What you have to do.
Would you please copy the part of the material below that opens with the line containing "pub type TaskOutput" and closes with the line containing "pub fn new(cfg: PoolConfig)"? Copy it exactly, and only it.

Supplied records.

//! Fixed-size async worker pool: a bounded semaphore gates
//! concurrency, each task runs under a timeout with bounded retries, and a
//! SIGINT watcher drives a graceful-then-forced shutdown exactly as
//! `mrq-ingest`'s downloader gates its own concurrent fetches.

use std::future::Future;
use std::pin::Pin;
use std::sync::atomic::{AtomicBool, Ordering};
use std::sync::Arc;
use std::time::Duration;

use tokio::sync::Semaphore;

use mrq_core::error::Error;

/// A unit of dispatched work: an opaque label plus a boxed future factory so
/// the pool never needs to know what a backtest task actually does.
pub type TaskFuture = Pin<Box<dyn Future<Output = Result<TaskOutput, Error>> + Send>>;

/// What one task call produces on success, opaque to the pool itself.
pub type TaskOutput = Box<dyn std::any::Any + Send>;

pub struct PoolConfig {
    pub slots: usize,
    pub task_timeout: Duration,
    pub max_retries: u32,
    pub shutdown_grace: Duration,
}

impl Default for PoolConfig {
    fn default() -> Self {
        Self {
            slots: mrq_core::config::default_worker_slots(),
            task_timeout: Duration::from_secs(600),
            max_retries: 2,
            shutdown_grace: Duration::from_secs(30),
        }
    }
}

/// The result of running one task through the pool: either its final
/// `TaskOutput`, or the reason it never produced one.
pub enum PoolOutcome {
    Completed(TaskOutput),
    TimedOut,
    Failed(Error),
    Cancelled,
}

/// Bounded-concurrency executor with retrying, timeout, and SIGINT-aware
/// cancellation. One instance is created per scheduler run.
pub struct WorkerPool {
    semaphore: Arc<Semaphore>,
    cfg: PoolConfig,
    shutting_down: Arc<AtomicBool>,
}

impl WorkerPool {
    pub fn new(cfg: PoolConfig) -> Self {
        Self {
            semaphore: Arc::new(Semaphore::new(cfg.slots)),
            cfg,
            shutting_down: Arc::new(AtomicBool::new(false)),
        }
    }

    pub fn slots(&self) -> usize {
        self.cfg.slots
    }

    /// Signals that the pool should stop accepting new tasks. Already
    /// in-flight tasks keep running until the caller awaits them out with
    /// `run` or it hits its own timeout.
    pub fn begin_shutdown(&self) {
        self.shutting_down.store(true, Ordering::SeqCst);
    }

    pub fn is_shutting_down(&self) -> bool {
        self.shutting_down.load(Ordering::SeqCst)
    }

    pub fn shutdown_grace(&self) -> Duration {
        self.cfg.shutdown_grace
    }

    /// Acquires a slot, then runs `make_task` (a factory so each retry gets a
    /// fresh future — futures can't be polled twice) up to `max_retries + 1`
    /// times, bounding each attempt at `task_timeout`.
    pub async fn run<F>(&self, make_task: F) -> PoolOutcome
    where
        F: Fn() -> TaskFuture,
    {
        if self.shutting_down.load(Ordering::SeqCst) {
            return PoolOutcome::Cancelled;
        }

        let permit = match self.semaphore.clone().acquire_owned().await {
            Ok(p) => p,
            Err(_) => return PoolOutcome::Cancelled,
        };

        let mut attempt = 0u32;
        loop {
            let handle = tokio::spawn(make_task());
            let mut handle = handle;
            let outcome = tokio::select! {
                res = &mut handle => {
                    match res {
                        Ok(Ok(output)) => Some(PoolOutcome::Completed(output)),
                        Ok(Err(e)) => Some(PoolOutcome::Failed(e)),
                        Err(_join_err) => Some(PoolOutcome::Cancelled),
                    }
                }
                _ = tokio::time::sleep(self.cfg.task_timeout) => {
                    handle.abort();
                    None
                }
            };

            match outcome {
                Some(PoolOutcome::Failed(_)) if attempt < self.cfg.max_retries => {
                    attempt += 1;
                    continue;
                }
                Some(result) => {
                    drop(permit);
                    return result;
                }
                None if attempt < self.cfg.max_retries => {
                    attempt += 1;
                    continue;
                }
                None => {
                    drop(permit);
                    return PoolOutcome::TimedOut;
                }
            }
        }
    }

    /// Waits up to `shutdown_grace`, then reports whether callers should
    /// force-abort remaining work. Intended to be raced against the pool's
    /// outstanding task handles by the scheduler.
    pub async fn grace_deadline(&self) {
        tokio::time::sleep(self.cfg.shutdown_grace).await;
    }

    pub fn semaphore(&self) -> Arc<Semaphore> {
        self.semaphore.clone()
    }
}

/// Spawns a task that resolves once SIGINT is received and flips
/// `shutting_down`, giving in-flight work a grace period before abort.
pub fn spawn_sigint_watcher(pool_shutdown: Arc<AtomicBool>) -> tokio::task::JoinHandle<()> {
    tokio::spawn(async move {
        if tokio::signal::ctrl_c().await.is_ok() {
            tracing::warn!("received SIGINT, beginning graceful shutdown");
            pool_shutdown.store(true, Ordering::SeqCst);
        }
    })
}

#[cfg(test)]
mod tests {
    use super::*;

    fn ok_task() -> TaskFuture {
        Box::pin(async { Ok::<TaskOutput, Error>(Box::new(42i32) as TaskOutput) })
    }

    fn failing_task(attempts: Arc<std::sync::atomic::AtomicU32>) -> TaskFuture {
        let attempts = attempts.clone();
        Box::pin(async move {
            attempts.fetch_add(1, Ordering::SeqCst);
            Err(Error::InvalidInput("boom".into()))
        })
    }

    #[tokio::test]
    async fn successful_task_completes_without_retry() {
        let pool = WorkerPool::new(PoolConfig { slots: 1, ..PoolConfig::default() });
        let outcome = pool.run(ok_task).await;
        assert!(matches!(outcome, PoolOutcome::Completed(_)));
    }

    #[tokio::test]
    async fn failed_task_retries_up_to_max_retries_then_fails() {
        let attempts = Arc::new(std::sync::atomic::AtomicU32::new(0));
        let pool = WorkerPool::new(PoolConfig { slots: 1, max_retries: 2, ..PoolConfig::default() });
        let a = attempts.clone();
        let outcome = pool.run(move || failing_task(a.clone())).await;
        assert!(matches!(outcome, PoolOutcome::Failed(_)));
        assert_eq!(attempts.load(Ordering::SeqCst), 3); // 1 initial + 2 retries
    }

    #[tokio::test]
    async fn shutting_down_pool_rejects_new_tasks() {
        let pool = WorkerPool::new(PoolConfig { slots: 1, ..PoolConfig::default() });
        pool.begin_shutdown();
        let outcome = pool.run(ok_task).await;
        assert!(matches!(outcome, PoolOutcome::Cancelled));
    }

    #[tokio::test]
    async fn slow_task_times_out_and_retries() {
        let attempts = Arc::new(std::sync::atomic::AtomicU32::new(0));
        let a = attempts.clone();
        let pool = WorkerPool::new(PoolConfig {
            slots: 1,
            task_timeout: Duration::from_millis(20),
            max_retries: 1,
            ..PoolConfig::default()
        });
        let outcome = pool
            .run(move || {
                let a = a.clone();
                Box::pin(async move {
                    a.fetch_add(1, Ordering::SeqCst);
                    tokio::time::sleep(Duration::from_millis(200)).await;
                    Ok::<TaskOutput, Error>(Box::new(1i32) as TaskOutput)
                })
            })
            .await;
        assert!(matches!(outcome, PoolOutcome::TimedOut));
        assert_eq!(attempts.load(Ordering::SeqCst), 2);
    }
}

Exercise result.
pub type TaskOutput = Box<dyn std::any::Any + Send>;

pub struct PoolConfig {
    pub slots: usize,
    pub task_timeout: Duration,
    pub max_retries: u32,
    pub shutdown_grace: Duration,
}

impl Default for PoolConfig {
    fn default() -> Self {
        Self {
            slots: mrq_core::config::default_worker_slots(),
            task_timeout: Duration::from_secs(600),
            max_retries: 2,
            shutdown_grace: Duration::from_secs(30),
        }
    }
}

/// The result of running one task through the pool: either its final
/// `TaskOutput`, or the reason it never produced one.
pub enum PoolOutcome {
    Completed(TaskOutput),
    TimedOut,
    Failed(Error),
    Cancelled,
}

/// Bounded-concurrency executor with retrying, timeout, and SIGINT-aware
/// cancellation. One instance is created per scheduler run.
pub struct WorkerPool {
    semaphore: Arc<Semaphore>,
    cfg: PoolConfig,
    shutting_down: Arc<AtomicBool>,
}

impl WorkerPool {
    pub fn new(cfg: PoolConfig) -> Self {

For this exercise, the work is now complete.